◆ **EXERCISE PROMPT**
Find the lines of data that contain the string "defaults", then list them.

○ ○ ○ ○ ○ ○ ○

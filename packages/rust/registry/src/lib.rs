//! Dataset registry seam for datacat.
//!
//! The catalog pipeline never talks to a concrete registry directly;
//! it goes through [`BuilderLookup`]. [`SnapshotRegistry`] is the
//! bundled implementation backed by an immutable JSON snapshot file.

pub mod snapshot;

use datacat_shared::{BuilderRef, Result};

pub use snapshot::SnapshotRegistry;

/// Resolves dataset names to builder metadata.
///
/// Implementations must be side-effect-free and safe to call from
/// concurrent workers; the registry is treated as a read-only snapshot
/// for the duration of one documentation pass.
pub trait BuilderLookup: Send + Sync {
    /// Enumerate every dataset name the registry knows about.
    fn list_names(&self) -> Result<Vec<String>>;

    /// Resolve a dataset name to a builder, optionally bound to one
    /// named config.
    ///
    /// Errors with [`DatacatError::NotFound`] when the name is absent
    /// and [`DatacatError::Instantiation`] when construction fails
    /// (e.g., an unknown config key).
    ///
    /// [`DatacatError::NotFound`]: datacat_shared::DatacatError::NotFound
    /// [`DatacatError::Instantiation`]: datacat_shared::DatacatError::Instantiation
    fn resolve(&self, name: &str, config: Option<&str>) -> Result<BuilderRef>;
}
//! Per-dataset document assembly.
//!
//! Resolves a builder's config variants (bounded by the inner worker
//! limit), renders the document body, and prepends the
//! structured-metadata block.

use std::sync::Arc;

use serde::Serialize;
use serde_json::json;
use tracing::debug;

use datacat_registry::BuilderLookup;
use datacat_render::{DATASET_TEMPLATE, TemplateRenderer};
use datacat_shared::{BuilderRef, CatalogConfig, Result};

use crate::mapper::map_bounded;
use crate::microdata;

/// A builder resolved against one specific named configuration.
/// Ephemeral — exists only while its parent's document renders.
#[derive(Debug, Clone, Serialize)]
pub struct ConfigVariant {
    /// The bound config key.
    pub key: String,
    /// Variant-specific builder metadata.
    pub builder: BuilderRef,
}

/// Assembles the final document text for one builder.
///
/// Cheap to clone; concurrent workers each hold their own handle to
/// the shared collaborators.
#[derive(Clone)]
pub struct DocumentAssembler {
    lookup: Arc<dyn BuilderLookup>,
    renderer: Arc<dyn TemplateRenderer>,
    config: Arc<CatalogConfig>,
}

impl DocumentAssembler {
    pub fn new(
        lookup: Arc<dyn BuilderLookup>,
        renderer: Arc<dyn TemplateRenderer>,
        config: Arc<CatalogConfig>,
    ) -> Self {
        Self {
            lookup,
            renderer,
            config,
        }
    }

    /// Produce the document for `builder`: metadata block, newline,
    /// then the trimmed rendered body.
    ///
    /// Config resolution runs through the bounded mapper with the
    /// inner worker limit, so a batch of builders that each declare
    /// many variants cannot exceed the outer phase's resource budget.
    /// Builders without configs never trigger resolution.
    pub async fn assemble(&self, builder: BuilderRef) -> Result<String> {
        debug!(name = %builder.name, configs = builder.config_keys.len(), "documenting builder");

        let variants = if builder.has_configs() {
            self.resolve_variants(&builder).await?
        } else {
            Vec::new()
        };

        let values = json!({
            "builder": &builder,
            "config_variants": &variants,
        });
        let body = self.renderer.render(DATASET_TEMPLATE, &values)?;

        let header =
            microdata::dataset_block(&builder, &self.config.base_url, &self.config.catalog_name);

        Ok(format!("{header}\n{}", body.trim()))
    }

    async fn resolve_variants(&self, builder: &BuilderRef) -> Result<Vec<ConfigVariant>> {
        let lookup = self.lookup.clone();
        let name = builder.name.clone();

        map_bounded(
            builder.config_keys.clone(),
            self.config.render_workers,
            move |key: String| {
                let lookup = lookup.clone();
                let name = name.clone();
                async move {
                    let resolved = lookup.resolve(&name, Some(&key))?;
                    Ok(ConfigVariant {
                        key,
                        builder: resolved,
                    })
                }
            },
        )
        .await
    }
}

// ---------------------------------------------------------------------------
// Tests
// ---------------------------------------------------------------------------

○ ○ ○ ○ ○ ○ ○

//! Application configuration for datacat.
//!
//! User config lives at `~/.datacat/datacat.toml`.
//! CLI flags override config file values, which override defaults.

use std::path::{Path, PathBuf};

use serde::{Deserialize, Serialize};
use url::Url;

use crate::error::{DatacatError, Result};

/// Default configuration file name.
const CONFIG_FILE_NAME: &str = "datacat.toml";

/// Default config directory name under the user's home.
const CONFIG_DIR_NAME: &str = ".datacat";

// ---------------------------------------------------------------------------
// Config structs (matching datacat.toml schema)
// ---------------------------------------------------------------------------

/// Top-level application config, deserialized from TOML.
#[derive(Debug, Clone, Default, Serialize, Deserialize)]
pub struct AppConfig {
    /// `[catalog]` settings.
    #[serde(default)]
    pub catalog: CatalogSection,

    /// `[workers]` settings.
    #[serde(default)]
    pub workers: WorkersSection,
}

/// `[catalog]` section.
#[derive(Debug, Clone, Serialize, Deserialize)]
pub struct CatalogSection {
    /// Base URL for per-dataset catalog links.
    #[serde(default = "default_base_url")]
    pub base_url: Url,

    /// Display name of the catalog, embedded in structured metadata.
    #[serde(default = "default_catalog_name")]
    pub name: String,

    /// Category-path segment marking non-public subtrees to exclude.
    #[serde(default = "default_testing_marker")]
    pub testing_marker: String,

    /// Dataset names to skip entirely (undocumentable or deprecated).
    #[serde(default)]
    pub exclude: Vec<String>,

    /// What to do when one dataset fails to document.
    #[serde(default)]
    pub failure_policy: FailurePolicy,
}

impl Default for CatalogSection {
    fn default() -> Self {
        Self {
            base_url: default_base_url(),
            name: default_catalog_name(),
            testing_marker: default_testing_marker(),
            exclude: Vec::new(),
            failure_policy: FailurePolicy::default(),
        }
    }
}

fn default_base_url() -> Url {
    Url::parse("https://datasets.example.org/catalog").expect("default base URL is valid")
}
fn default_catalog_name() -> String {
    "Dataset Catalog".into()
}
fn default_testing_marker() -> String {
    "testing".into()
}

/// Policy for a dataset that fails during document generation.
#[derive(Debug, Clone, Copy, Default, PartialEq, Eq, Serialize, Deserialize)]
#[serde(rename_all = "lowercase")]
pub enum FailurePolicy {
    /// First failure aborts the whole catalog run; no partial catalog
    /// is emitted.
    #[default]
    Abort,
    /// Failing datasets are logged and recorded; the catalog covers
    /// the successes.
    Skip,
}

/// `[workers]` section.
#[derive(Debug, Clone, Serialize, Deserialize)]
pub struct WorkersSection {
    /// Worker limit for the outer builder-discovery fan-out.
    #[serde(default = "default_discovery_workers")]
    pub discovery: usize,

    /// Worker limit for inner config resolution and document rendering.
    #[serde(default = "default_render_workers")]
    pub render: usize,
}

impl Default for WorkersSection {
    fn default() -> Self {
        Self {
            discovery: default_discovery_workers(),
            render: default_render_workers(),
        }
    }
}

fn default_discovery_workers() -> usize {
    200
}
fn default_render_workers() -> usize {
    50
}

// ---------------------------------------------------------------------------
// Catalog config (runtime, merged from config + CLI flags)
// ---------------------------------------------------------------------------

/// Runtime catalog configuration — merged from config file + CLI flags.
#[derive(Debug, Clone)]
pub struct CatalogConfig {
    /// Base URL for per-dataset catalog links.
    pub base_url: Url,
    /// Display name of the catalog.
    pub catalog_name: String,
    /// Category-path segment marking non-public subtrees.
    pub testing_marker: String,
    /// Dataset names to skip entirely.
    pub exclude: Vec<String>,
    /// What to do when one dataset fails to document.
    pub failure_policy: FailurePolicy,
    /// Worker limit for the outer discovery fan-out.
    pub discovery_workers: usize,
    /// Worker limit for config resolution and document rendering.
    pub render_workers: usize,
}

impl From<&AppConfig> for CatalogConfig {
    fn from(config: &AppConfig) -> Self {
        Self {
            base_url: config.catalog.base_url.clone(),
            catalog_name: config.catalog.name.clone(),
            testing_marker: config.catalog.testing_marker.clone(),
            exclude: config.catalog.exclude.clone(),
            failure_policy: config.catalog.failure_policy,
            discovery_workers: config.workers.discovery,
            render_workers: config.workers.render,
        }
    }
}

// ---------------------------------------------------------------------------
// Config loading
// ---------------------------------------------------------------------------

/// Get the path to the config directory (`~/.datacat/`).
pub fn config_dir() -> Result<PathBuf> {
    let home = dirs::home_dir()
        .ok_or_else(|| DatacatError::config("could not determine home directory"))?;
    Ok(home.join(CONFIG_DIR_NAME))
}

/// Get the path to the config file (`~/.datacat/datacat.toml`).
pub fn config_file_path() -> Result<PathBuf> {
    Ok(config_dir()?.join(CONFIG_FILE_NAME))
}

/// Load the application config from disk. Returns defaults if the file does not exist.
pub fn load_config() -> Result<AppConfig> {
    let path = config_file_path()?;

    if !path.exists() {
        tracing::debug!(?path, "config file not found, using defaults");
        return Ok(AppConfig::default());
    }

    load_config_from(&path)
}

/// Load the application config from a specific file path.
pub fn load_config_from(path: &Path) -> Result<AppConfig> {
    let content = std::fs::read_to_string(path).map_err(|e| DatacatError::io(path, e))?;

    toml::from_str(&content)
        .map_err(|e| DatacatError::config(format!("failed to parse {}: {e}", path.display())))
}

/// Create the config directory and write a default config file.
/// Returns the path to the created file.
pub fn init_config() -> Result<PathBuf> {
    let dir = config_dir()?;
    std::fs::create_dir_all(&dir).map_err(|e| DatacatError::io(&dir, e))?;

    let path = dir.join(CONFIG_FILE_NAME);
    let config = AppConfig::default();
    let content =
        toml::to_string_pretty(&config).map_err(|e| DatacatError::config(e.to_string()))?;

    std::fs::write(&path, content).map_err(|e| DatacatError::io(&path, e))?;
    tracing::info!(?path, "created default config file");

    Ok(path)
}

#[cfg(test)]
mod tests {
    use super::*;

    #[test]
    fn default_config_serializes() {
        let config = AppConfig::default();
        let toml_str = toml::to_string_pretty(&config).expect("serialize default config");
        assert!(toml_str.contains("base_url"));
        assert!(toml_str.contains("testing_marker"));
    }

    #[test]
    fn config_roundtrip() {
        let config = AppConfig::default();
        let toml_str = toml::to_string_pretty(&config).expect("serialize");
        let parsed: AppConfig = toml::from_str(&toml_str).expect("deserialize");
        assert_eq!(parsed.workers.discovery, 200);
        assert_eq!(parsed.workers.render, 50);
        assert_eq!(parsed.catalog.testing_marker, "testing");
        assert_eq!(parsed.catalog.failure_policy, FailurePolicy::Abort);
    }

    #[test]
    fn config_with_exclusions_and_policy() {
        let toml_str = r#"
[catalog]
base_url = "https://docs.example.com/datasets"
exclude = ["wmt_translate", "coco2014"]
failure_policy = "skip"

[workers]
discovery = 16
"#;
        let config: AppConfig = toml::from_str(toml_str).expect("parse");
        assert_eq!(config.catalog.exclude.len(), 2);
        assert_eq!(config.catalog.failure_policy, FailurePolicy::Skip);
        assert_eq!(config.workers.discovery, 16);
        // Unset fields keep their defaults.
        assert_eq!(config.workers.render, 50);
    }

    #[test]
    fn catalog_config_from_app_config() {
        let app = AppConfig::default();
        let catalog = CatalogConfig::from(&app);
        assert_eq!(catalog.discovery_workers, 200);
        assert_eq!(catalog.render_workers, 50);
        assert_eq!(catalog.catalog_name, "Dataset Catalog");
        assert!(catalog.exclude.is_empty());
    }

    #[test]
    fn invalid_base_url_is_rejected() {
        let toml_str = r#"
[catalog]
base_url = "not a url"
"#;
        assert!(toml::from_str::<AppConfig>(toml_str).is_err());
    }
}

○ ○ ○ ○ ○ ○ ○

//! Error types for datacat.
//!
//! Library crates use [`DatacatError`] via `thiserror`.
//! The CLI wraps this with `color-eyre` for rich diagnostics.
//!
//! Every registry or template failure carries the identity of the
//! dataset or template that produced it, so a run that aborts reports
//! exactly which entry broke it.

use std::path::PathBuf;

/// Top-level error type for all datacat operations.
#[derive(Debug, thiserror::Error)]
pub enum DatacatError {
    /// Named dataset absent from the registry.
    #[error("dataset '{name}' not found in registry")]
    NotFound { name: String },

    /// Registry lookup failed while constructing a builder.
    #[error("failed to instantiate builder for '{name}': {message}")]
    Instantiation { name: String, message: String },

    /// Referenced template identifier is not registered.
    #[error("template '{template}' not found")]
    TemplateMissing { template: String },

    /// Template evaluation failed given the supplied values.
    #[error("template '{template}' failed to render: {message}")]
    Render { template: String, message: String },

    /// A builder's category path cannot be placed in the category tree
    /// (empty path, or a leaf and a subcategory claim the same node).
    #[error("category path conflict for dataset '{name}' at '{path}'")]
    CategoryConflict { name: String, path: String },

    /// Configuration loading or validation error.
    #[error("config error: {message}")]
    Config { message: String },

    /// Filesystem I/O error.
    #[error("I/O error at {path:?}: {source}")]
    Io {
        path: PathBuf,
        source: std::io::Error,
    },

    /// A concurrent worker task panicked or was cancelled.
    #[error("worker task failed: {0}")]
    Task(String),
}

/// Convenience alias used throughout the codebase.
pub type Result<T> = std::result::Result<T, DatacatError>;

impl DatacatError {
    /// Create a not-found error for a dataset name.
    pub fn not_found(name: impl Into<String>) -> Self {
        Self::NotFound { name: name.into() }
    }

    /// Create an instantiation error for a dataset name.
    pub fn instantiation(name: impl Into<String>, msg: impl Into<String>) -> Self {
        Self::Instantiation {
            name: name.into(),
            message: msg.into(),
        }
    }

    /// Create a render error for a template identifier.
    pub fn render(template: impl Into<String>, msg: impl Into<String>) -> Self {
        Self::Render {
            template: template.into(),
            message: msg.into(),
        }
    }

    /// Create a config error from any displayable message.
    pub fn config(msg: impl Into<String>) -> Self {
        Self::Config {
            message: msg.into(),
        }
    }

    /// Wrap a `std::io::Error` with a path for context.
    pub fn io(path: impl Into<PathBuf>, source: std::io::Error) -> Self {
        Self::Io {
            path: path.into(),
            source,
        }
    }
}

○ ○ ○ ○ ○ ○ ○

◆ **ANSWER SPACE**
//! CLI flags override config file values, which override defaults.
/// Load the application config from disk. Returns defaults if the file does not exist.
        tracing::debug!(?path, "config file not found, using defaults");
        // Unset fields keep their defaults.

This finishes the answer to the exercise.